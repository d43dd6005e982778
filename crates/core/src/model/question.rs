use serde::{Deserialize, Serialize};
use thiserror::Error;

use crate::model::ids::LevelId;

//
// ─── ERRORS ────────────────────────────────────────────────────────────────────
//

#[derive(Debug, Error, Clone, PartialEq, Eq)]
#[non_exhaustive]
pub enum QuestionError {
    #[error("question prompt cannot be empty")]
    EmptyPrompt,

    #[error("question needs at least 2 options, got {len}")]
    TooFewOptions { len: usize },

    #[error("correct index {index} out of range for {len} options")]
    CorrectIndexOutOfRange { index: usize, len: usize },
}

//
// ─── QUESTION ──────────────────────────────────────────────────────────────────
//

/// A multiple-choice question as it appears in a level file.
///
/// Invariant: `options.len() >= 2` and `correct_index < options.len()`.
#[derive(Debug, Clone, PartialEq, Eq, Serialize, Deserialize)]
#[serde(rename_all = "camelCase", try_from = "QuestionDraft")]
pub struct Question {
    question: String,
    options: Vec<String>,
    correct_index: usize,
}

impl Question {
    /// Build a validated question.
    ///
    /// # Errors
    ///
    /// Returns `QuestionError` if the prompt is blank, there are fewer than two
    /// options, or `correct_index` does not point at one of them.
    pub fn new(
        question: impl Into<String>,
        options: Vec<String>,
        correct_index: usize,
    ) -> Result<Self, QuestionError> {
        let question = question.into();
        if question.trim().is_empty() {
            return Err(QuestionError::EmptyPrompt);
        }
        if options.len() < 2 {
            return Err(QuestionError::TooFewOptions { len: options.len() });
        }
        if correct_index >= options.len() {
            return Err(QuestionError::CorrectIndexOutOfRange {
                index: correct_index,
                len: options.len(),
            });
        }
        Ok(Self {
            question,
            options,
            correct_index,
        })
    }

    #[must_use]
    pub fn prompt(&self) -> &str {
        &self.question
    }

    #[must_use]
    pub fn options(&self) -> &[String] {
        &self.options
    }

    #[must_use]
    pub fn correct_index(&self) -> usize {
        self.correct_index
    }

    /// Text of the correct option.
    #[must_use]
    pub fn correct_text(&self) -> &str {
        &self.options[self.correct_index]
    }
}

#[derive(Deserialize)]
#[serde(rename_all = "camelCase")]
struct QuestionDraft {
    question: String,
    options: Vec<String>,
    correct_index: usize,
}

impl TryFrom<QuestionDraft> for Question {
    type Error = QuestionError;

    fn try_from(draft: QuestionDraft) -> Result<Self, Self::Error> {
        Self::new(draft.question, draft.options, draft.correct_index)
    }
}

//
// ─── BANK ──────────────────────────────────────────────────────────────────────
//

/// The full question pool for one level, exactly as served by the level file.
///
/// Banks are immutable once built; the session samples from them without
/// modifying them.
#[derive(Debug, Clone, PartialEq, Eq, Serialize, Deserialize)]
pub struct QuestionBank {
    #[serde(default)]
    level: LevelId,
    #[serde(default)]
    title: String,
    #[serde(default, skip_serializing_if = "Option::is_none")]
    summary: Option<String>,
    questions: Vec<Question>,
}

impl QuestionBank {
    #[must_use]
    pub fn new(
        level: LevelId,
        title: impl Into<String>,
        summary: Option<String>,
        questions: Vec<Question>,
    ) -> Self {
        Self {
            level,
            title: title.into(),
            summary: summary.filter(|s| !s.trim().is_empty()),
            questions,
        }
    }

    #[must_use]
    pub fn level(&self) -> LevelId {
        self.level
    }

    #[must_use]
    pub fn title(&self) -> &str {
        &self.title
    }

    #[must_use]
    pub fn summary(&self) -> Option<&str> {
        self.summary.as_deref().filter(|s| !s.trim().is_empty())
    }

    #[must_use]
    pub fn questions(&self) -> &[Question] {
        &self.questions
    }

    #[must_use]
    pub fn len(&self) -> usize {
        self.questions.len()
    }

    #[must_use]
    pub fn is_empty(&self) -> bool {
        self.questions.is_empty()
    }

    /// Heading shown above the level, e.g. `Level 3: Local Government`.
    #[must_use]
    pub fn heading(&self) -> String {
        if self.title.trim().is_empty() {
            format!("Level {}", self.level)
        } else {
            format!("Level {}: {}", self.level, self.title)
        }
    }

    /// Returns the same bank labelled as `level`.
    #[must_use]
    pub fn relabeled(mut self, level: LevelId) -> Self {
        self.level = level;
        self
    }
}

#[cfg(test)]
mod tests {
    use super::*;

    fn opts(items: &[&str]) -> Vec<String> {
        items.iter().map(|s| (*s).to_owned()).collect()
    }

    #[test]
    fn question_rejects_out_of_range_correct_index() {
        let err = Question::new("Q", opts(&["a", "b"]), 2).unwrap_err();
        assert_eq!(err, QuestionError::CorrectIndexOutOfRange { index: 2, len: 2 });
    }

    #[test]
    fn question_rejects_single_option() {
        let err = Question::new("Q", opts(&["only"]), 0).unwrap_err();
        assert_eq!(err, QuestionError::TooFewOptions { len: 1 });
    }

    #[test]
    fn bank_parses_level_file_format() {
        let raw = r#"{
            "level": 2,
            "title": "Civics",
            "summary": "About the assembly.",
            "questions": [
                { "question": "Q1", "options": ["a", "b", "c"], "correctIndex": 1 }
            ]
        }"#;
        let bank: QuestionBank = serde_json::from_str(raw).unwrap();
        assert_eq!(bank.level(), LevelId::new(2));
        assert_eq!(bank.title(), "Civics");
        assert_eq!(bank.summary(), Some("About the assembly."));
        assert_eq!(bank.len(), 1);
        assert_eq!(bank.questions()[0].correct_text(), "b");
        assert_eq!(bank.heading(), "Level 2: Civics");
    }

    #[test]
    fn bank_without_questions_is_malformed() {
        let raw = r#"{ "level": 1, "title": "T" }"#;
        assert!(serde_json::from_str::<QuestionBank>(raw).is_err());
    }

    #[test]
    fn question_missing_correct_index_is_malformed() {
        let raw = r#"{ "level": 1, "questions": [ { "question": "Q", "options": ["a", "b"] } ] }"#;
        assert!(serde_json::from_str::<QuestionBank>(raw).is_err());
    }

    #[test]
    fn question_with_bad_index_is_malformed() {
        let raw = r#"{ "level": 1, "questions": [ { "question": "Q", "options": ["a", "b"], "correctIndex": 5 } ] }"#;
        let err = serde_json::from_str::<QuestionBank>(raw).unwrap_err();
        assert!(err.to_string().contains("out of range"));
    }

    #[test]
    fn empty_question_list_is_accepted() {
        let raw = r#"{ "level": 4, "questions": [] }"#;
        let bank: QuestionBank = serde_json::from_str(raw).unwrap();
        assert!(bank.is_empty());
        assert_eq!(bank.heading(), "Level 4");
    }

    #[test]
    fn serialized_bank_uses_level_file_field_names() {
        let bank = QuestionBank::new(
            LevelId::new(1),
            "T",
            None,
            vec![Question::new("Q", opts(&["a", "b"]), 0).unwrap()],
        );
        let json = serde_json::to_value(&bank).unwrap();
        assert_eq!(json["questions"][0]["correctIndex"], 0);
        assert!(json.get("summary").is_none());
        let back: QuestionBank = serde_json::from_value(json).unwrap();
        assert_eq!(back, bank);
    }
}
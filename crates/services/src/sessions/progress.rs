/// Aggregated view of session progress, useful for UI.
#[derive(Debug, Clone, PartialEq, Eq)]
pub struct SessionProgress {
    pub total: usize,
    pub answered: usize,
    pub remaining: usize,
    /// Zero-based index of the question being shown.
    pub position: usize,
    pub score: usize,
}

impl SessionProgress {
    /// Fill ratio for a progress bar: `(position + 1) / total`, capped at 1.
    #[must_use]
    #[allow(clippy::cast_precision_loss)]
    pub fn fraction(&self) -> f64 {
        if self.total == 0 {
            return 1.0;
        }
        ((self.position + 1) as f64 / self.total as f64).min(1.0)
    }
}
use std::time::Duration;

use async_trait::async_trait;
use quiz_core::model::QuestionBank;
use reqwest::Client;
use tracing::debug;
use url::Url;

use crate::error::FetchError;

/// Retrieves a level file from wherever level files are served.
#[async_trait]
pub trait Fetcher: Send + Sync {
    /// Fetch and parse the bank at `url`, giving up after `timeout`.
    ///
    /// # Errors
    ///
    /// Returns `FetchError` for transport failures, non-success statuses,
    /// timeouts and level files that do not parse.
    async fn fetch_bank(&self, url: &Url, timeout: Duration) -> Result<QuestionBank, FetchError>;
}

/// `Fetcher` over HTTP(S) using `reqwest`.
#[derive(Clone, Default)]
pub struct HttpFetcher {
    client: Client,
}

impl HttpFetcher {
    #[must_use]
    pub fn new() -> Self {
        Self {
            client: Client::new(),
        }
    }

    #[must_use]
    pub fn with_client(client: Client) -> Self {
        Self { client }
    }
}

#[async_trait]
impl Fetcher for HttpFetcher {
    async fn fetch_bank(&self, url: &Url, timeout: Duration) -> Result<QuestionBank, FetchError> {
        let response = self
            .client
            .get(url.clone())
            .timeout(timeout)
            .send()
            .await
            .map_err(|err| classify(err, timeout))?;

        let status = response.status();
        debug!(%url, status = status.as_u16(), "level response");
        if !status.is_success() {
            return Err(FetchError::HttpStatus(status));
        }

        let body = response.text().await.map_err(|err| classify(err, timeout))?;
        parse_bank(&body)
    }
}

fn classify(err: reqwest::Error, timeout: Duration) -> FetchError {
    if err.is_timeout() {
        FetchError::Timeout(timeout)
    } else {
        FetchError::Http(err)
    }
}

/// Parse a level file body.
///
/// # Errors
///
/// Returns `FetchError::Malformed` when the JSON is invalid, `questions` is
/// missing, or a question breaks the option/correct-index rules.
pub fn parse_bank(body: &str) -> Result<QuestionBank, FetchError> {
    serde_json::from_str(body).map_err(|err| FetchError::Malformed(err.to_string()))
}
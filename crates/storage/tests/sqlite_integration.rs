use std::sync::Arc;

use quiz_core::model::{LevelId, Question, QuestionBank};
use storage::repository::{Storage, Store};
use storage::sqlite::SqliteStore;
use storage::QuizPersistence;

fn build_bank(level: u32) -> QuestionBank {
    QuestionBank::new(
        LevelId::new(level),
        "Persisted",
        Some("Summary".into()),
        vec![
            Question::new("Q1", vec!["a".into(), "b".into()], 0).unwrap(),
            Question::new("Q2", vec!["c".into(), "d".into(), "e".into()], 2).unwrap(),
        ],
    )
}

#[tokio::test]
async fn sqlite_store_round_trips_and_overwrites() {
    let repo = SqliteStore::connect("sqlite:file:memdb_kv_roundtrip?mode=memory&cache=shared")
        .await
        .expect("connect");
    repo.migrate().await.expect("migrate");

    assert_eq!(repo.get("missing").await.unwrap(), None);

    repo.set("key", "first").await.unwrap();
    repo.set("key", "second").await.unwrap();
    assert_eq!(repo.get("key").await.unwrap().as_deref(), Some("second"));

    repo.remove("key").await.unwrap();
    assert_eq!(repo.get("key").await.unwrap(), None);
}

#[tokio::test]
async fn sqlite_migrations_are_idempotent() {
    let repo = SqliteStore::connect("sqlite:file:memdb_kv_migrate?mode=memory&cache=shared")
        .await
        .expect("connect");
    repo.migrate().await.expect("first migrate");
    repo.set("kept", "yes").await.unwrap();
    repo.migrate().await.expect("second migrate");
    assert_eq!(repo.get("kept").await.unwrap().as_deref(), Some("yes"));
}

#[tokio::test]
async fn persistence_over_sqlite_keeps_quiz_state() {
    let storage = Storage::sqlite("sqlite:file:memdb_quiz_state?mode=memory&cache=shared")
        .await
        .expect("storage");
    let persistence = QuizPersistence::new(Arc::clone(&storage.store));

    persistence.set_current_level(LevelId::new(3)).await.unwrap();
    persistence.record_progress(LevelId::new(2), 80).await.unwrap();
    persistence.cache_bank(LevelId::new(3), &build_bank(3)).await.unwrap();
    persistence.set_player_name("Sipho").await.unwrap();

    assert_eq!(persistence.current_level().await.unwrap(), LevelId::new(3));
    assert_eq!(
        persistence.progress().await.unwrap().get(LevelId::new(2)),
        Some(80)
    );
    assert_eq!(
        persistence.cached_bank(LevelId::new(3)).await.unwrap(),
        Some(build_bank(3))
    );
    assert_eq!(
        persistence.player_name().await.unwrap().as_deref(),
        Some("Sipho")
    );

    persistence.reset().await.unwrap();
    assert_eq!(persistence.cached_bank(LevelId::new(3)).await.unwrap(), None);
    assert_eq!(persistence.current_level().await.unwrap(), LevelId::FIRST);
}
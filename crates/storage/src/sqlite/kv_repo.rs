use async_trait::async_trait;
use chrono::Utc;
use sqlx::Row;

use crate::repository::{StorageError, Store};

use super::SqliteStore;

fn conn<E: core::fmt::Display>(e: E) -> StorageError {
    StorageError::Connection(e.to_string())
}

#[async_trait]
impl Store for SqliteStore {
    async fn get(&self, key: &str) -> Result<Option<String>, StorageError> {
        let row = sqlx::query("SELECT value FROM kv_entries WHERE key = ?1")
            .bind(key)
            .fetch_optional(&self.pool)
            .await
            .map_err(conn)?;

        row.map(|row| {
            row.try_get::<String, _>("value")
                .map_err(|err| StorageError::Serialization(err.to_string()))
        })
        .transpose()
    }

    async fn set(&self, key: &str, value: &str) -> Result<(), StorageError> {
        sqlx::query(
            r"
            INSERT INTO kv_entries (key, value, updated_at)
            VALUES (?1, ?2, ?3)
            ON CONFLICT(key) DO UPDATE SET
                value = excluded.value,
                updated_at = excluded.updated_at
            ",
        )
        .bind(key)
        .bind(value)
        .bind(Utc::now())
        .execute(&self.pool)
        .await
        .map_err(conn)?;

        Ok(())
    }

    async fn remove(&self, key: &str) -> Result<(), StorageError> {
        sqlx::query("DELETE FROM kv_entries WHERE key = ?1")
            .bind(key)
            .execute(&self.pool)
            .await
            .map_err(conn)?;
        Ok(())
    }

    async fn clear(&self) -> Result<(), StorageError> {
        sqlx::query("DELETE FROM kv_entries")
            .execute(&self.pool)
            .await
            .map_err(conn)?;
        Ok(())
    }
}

__WHAT THE TASK ASKS__: One number is the expected answer: the count of lines above that hold the word "camelCase".

__RESULT FOR THIS TASK__: 2